Thanks so much for posting this. You're absolutely right and I see a lot of myself in this.

I have a hard time giving myself permission to protect myself because it feels selfish. It means I am thinking about my own needs instead of M's, and I was taught that is WRONG. Because she's old, she's widowed, she's alone, she's broke, she was married for 40 years to an abusive alcoholic who got dementia and needed her 24/7 care, no one cares about her, no one is there to help her, these 8 gazillion cats just *turned up* at her house and now she is bound to care for them forever with NO HELP, etc. The list goes on and on.

"Why don't you think about someone else for a change?" is something I heard often as a child.

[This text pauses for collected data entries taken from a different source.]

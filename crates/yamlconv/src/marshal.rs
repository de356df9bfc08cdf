//! Typed records bridged through the JSON intermediate representation.
//!
//! A record is described once with serde's field attributes (rename et al.)
//! and works for both formats: marshalling encodes the record to JSON and
//! renders that as YAML, unmarshalling converts the YAML document to JSON
//! and decodes the record from it. The conversion step is strict, so a
//! duplicate mapping key anywhere in the document fails the whole call.

use serde::Serialize;
use serde::de::DeserializeOwned;

use crate::convert::{json_to_yaml, yaml_to_json};
use crate::{Error, Result};

/// Marshal a record to canonical YAML text.
///
/// Mapping keys come out in the record's declared field order, with serde's
/// field attributes applied.
///
/// # Example
///
/// ```rust
/// #[derive(serde::Serialize)]
/// struct Doc {
///     title: String,
///     count: i64,
/// }
///
/// let yaml = yamlconv::to_yaml(&Doc { title: "a".into(), count: 3 }).unwrap();
/// assert_eq!(yaml, "title: a\ncount: 3\n");
/// ```
///
/// # Errors
///
/// Returns an error if the record cannot be represented in the JSON data
/// model (for example a non-finite float or a non-string map key).
pub fn to_yaml<T: Serialize>(record: &T) -> Result<String> {
    let json = serde_json::to_string(record)?;
    json_to_yaml(&json)
}

/// Unmarshal a record from YAML text.
///
/// Fields present in the document but absent from the record are ignored;
/// use [`from_yaml_strict`] to reject them. Decoding is all-or-nothing: on
/// any error no record is produced.
///
/// # Errors
///
/// Fails on malformed YAML, duplicate mapping keys at any level, or values
/// that cannot populate the target field types. Every error is reported
/// under the `yaml: unmarshal errors` category with the underlying detail
/// appended.
pub fn from_yaml<T: DeserializeOwned>(yaml: &str) -> Result<T> {
    let json = yaml_to_json(yaml).map_err(Error::unmarshal)?;
    serde_json::from_str(&json).map_err(|e| Error::unmarshal(e.into()))
}

/// Unmarshal a record from YAML text, rejecting unknown fields.
///
/// Behaves like [`from_yaml`], except that a document field the record does
/// not declare fails the call with an error naming the field's path.
///
/// # Errors
///
/// Everything [`from_yaml`] reports, plus unknown document fields.
pub fn from_yaml_strict<T: DeserializeOwned>(yaml: &str) -> Result<T> {
    let json = yaml_to_json(yaml).map_err(Error::unmarshal)?;

    let mut unknown: Option<String> = None;
    let mut deserializer = serde_json::Deserializer::from_str(&json);
    let record = serde_ignored::deserialize(&mut deserializer, |path| {
        if unknown.is_none() {
            unknown = Some(path.to_string());
        }
    })
    .map_err(|e: serde_json::Error| Error::unmarshal(e.into()))?;

    match unknown {
        Some(path) => Err(Error::unmarshal(Error::UnknownField { path })),
        None => Ok(record),
    }
}
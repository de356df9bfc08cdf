//! Error types for YAML decoding.

use thiserror::Error;

/// Result type alias for yamlconv-tree operations.
pub type Result<T> = std::result::Result<T, Error>;

/// Errors that can occur while decoding YAML into a value tree.
#[derive(Debug, Clone, PartialEq, Eq, Error)]
pub enum Error {
    /// Malformed YAML reported by the scanner. Positions are 1-based.
    #[error("{message}")]
    Scan {
        message: String,
        line: usize,
        col: usize,
    },

    /// A scalar carried an explicit core-schema tag that its text does not
    /// satisfy (for example `!!int foo`), or an unsupported tag.
    #[error("cannot decode {text:?} with tag !!{tag} at line {line}")]
    BadTag {
        tag: String,
        text: String,
        line: usize,
    },

    /// Two keys at the same mapping level normalize to the same object key.
    /// `line` is the line of the key's first occurrence.
    #[error("mapping key {key:?} already defined at line {line}")]
    DuplicateKey { key: String, line: usize },
}

impl From<yaml_rust2::ScanError> for Error {
    fn from(err: yaml_rust2::ScanError) -> Self {
        // The scanner's marker lines are 1-based and columns 0-based.
        let marker = *err.marker();
        Error::Scan {
            message: err.to_string(),
            line: marker.line(),
            col: marker.col() + 1,
        }
    }
}
//! API middleware

use std::sync::Arc;

use axum::{
    body::Body,
    extract::State,
    http::{Request, StatusCode},
    middleware::Next,
    response::{IntoResponse, Json, Response},
};

use crate::common::auth;

use super::service::DatadogSecretsService;
use super::types::ApiErrorResponse;

/// Shared API state
#[derive(Clone)]
pub struct AppState {
    /// Service API key
    pub api_key: String,
    /// Secrets engine service
    pub service: Arc<DatadogSecretsService>,
}

impl AppState {
    pub fn new(api_key: impl Into<String>, service: Arc<DatadogSecretsService>) -> Self {
        Self {
            api_key: api_key.into(),
            service,
        }
    }
}

/// API key authentication middleware
pub async fn api_auth_middleware(
    State(state): State<AppState>,
    request: Request<Body>,
    next: Next,
) -> Response {
    match auth::extract_api_key(&request) {
        Some(key) if auth::constant_time_eq(&key, &state.api_key) => next.run(request).await,
        _ => {
            let error = ApiErrorResponse::authentication_error();
            (StatusCode::UNAUTHORIZED, Json(error)).into_response()
        }
    }
}

/// CORS middleware layer
///
/// Allows all origins; the API key gate is the access control here.
pub fn cors_layer() -> tower_http::cors::CorsLayer {
    use tower_http::cors::{Any, CorsLayer};

    CorsLayer::new()
        .allow_origin(Any)
        .allow_methods(Any)
        .allow_headers(Any)
}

Recently in a therapy session I recalled another gem that I heard often as a kid: "Don't think about whether you like doing it or not, just do it." When I think about my choice to go NC and stop giving M emotional support and soothing and logistical help (basically being her own personal Google/Alexa and talking her through her hysterics every time a bill comes in the mail), I hear both of these statements blaring in my head. It is hard to feel like I have "permission" to step away when my brain is screaming at me that if I could just be stronger and stop thinking about myself so much, I'd be perfectly happy to serve M and could just ignore any bad feelings it gives me.

Boyfriend, my T, and you folks here have been immensely helpful in validating that yes, it really is that bad, and no, I don't have to put up with it. It's harder to get my brain to really believe it, though.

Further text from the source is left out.